Rabinovici-Cohen Simona, Fridman Naomi, Weinbaum Michal, Melul Eli, Hexter Efrat, Rosen-Zvi Michal, Aizenberg Yelena, Porat Ben Amy Dalit
IBM Research-Israel, Mount Carmel, Haifa 3498825, Israel.
TIMNA-Big Data Research Platform Unit, Ministry of Health, Jerusalem 9446724, Israel.
Cancers (Basel). 2024 Feb 29;16(5):1019. doi: 10.3390/cancers16051019.

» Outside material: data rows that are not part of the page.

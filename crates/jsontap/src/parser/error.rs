use std::io;

use thiserror::Error;

/// A grammar violation, reported at the 1-based line and column of the
/// offending byte.
///
/// Parsing is not resumable after an error: the stream that produced it must
/// be abandoned.
#[derive(Error, Debug, Clone, PartialEq)]
#[error("Parsing error in [{line}:{column}]. {kind}")]
pub struct ParseError {
    /// 1-based line.
    pub line: usize,
    /// 1-based column, counted in bytes.
    pub column: usize,
    /// What went wrong.
    pub kind: SyntaxError,
}

impl ParseError {
    pub(crate) fn new(line: usize, column: usize, kind: SyntaxError) -> Self {
        Self { line, column, kind }
    }

    /// Shorthand for `self.kind.category()`.
    #[must_use]
    pub fn category(&self) -> ErrorCategory {
        self.kind.category()
    }
}

/// Broad classification of a [`SyntaxError`].
#[derive(Debug, Clone, Copy, PartialEq, Eq)]
pub enum ErrorCategory {
    /// A token that is not legal in the current structural position.
    Structural,
    /// Malformed token content: strings, escapes, numbers, literals.
    Lexical,
    /// The parser lost track of its own invariants. Indicates a bug.
    Internal,
    /// Something other than a new document after a completed one.
    DocumentBoundary,
}

/// The specific grammar violation behind a [`ParseError`].
///
/// Byte payloads hold the offending input byte.
#[derive(Debug, Error, Clone, PartialEq)]
pub enum SyntaxError {
    /// The first significant byte was not `[` or `{`.
    #[error("Document must start with object or array.")]
    DocumentStart,
    /// Something other than `"` or `}` where a key was due.
    #[error("Start of string expected for object key. Instead got: {}", .0.escape_ascii())]
    ExpectedKey(u8),
    /// A key not followed by `:`.
    #[error("Expected ':' after key.")]
    ExpectedColon,
    /// Something other than `,` or `}` after an object member.
    #[error("Expected ',' or '}}' while parsing object. Got: {}", .0.escape_ascii())]
    ExpectedObjectDelimiter(u8),
    /// Something other than `,` or `]` after an array element.
    #[error("Expected ',' or ']' while parsing array. Got: {}", .0.escape_ascii())]
    ExpectedArrayDelimiter(u8),
    /// A byte that cannot start any value.
    #[error("Unexpected character for value: {}", .0.escape_ascii())]
    UnexpectedValue(u8),
    /// A closing quote with no string open.
    #[error("Unexpected end of string.")]
    UnexpectedEndOfString,
    /// `]` closing something other than an array.
    #[error("Unexpected end of array encountered.")]
    UnexpectedEndOfArray,
    /// `}` closing something other than an object.
    #[error("Unexpected end of object encountered.")]
    UnexpectedEndOfObject,

    /// A raw control byte inside a string.
    #[error("Unescaped control character encountered: {}", .0.escape_ascii())]
    ControlCharacter(u8),
    /// An unknown character after `\`.
    #[error("Expected escaped character after backslash. Got: {}", .0.escape_ascii())]
    InvalidEscape(u8),
    /// A non-hex byte inside `\uXXXX`.
    #[error(
        "Expected hex character for escaped Unicode character. Unicode parsed: {parsed} and got: {}",
        .got.escape_ascii()
    )]
    InvalidHexDigit {
        /// Digits read before the bad one.
        parsed: String,
        /// The bad byte.
        got: u8,
    },
    /// A low surrogate with no high surrogate before it.
    #[error("Missing high surrogate for Unicode low surrogate.")]
    MissingHighSurrogate,
    /// A high surrogate followed by anything but a low surrogate.
    #[error("Invalid low surrogate following Unicode high surrogate.")]
    InvalidLowSurrogate,
    /// A high surrogate not followed by `\u`. Holds the two bytes found.
    #[error("Expected '\\u' following a Unicode high surrogate. Got: {0}")]
    ExpectedSurrogateEscape(String),
    /// A second `.` in a number.
    #[error("Cannot have multiple decimal points in a number.")]
    MultipleDecimalPoints,
    /// A `.` after `e` or `E`.
    #[error("Cannot have a decimal point in an exponent.")]
    DecimalPointInExponent,
    /// A second `e` or `E` in a number.
    #[error("Cannot have multiple exponents in a number.")]
    MultipleExponents,
    /// `+` or `-` anywhere but right after the exponent marker.
    #[error("Can only have '+' or '-' after the 'e' or 'E' in a number.")]
    MisplacedSign,
    /// A number that does not convert, such as `-` or `1e`.
    #[error("Invalid number literal: {0}")]
    InvalidNumber(String),
    /// A `t`, `f` or `n` that did not spell out its literal.
    #[error("Expected '{expected}'. Got: {got}")]
    LiteralMismatch {
        /// The literal being matched.
        expected: &'static str,
        /// What arrived instead.
        got: String,
    },
    /// A string whose bytes are not UTF-8.
    #[error("String is not valid UTF-8: {0}")]
    InvalidUtf8(core::str::Utf8Error),

    /// A value completed with no container to hold it.
    #[error("Finished a value, but unclear what state to move to.")]
    ValueOutsideContainer,

    /// Something other than a new document after a completed one.
    #[error("Expected end of document.")]
    ExpectedEndOfDocument,
}

impl SyntaxError {
    /// The broad class this error belongs to.
    #[must_use]
    pub fn category(&self) -> ErrorCategory {
        use SyntaxError::*;
        match self {
            DocumentStart
            | ExpectedKey(_)
            | ExpectedColon
            | ExpectedObjectDelimiter(_)
            | ExpectedArrayDelimiter(_)
            | UnexpectedValue(_)
            | UnexpectedEndOfString
            | UnexpectedEndOfArray
            | UnexpectedEndOfObject => ErrorCategory::Structural,
            ControlCharacter(_)
            | InvalidEscape(_)
            | InvalidHexDigit { .. }
            | MissingHighSurrogate
            | InvalidLowSurrogate
            | ExpectedSurrogateEscape(_)
            | MultipleDecimalPoints
            | DecimalPointInExponent
            | MultipleExponents
            | MisplacedSign
            | InvalidNumber(_)
            | LiteralMismatch { .. }
            | InvalidUtf8(_) => ErrorCategory::Lexical,
            ValueOutsideContainer => ErrorCategory::Internal,
            ExpectedEndOfDocument => ErrorCategory::DocumentBoundary,
        }
    }
}

/// Failure of a parser driven from a [`ByteSource`](crate::ByteSource).
#[derive(Debug, Error)]
pub enum StreamError {
    /// The input was malformed.
    #[error(transparent)]
    Parse(#[from] ParseError),
    /// The source failed to deliver bytes.
    #[error("failed to read from stream: {0}")]
    Io(#[from] io::Error),
}

impl StreamError {
    /// The parse error, if this failure came from malformed input.
    #[must_use]
    pub fn as_parse_error(&self) -> Option<&ParseError> {
        match self {
            Self::Parse(err) => Some(err),
            Self::Io(_) => None,
        }
    }
}

#[cfg(test)]
mod tests {
    use super::*;

    #[test]
    fn display_includes_position() {
        let err = ParseError::new(3, 14, SyntaxError::ExpectedColon);
        assert_eq!(err.to_string(), "Parsing error in [3:14]. Expected ':' after key.");
    }

    #[test]
    fn non_printable_bytes_are_escaped() {
        let err = SyntaxError::ControlCharacter(b'\t');
        assert_eq!(err.to_string(), "Unescaped control character encountered: \\t");
        let err = SyntaxError::UnexpectedValue(0x80);
        assert_eq!(err.to_string(), "Unexpected character for value: \\x80");
    }

    #[test]
    fn categories() {
        assert_eq!(SyntaxError::ExpectedColon.category(), ErrorCategory::Structural);
        assert_eq!(SyntaxError::MissingHighSurrogate.category(), ErrorCategory::Lexical);
        assert_eq!(SyntaxError::ValueOutsideContainer.category(), ErrorCategory::Internal);
        assert_eq!(
            SyntaxError::ExpectedEndOfDocument.category(),
            ErrorCategory::DocumentBoundary
        );
    }
}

Oral squamous cell carcinoma (OSCC) accounts for more than 90% of oral malignancies. Despite numerous advancements in understanding its biology, the mean five-year survival rate of OSCC is still very poor at about 50%, with even lower rates when the disease is detected at later stages. We investigate the use of clinical photographic images taken by common smartphones for the automated detection of OSCC cases and for the identification of suspicious cases mimicking cancer that require an urgent biopsy. We perform a retrospective study on a cohort of 1470 patients drawn from both hospital records and online academic sources. We examine various deep learning methods for the early detection of OSCC cases as well as for the detection of suspicious cases. Our results demonstrate the efficacy of these methods in both tasks, providing a comprehensive understanding of the patient's condition. When evaluated on holdout data, the model to predict OSCC achieved an AUC of 0.96 (CI: 0.91, 0.98), with a sensitivity of 0.91 and specificity of 0.81. When the data are stratified based on lesion location, we find that our models can provide enhanced accuracy (AUC 1.00) in differentiating specific groups of patients that have lesions in the lingual mucosa, floor of mouth, or posterior tongue. These results underscore the potential of leveraging clinical photos for the timely and accurate identification of OSCC.
口腔鳞状细胞癌(OSCC)占口腔恶性肿瘤的90%以上。尽管在了解其生物学特性方面取得了诸多进展,但OSCC的平均五年生存率仍然很低,约为50%,在疾病晚期被检测到时生存率更低。我们研究使用普通智能手机拍摄的临床照片对OSCC病例进行自动检测,以及识别疑似癌症需要紧急活检的病例。我们对从医院记录和在线学术来源选取的1470名患者队列进行了回顾性研究。我们研究了各种深度学习方法用于早期检测OSCC病例以及检测可疑病例。我们的结果证明了这些方法在这两项任务中的有效性,能全面了解患者病情。在保留数据上进行评估时,预测OSCC的模型AUC为0.96(置信区间:0.91,0.98),灵敏度为0.91,特异性为0.81。当根据病变位置对数据进行分层时,我们发现我们的模型在区分舌黏膜、口底或舌后部有病变的特定患者组时可以提供更高的准确性(AUC为1.00)。这些结果强调了利用临床照片及时准确识别OSCC的潜力。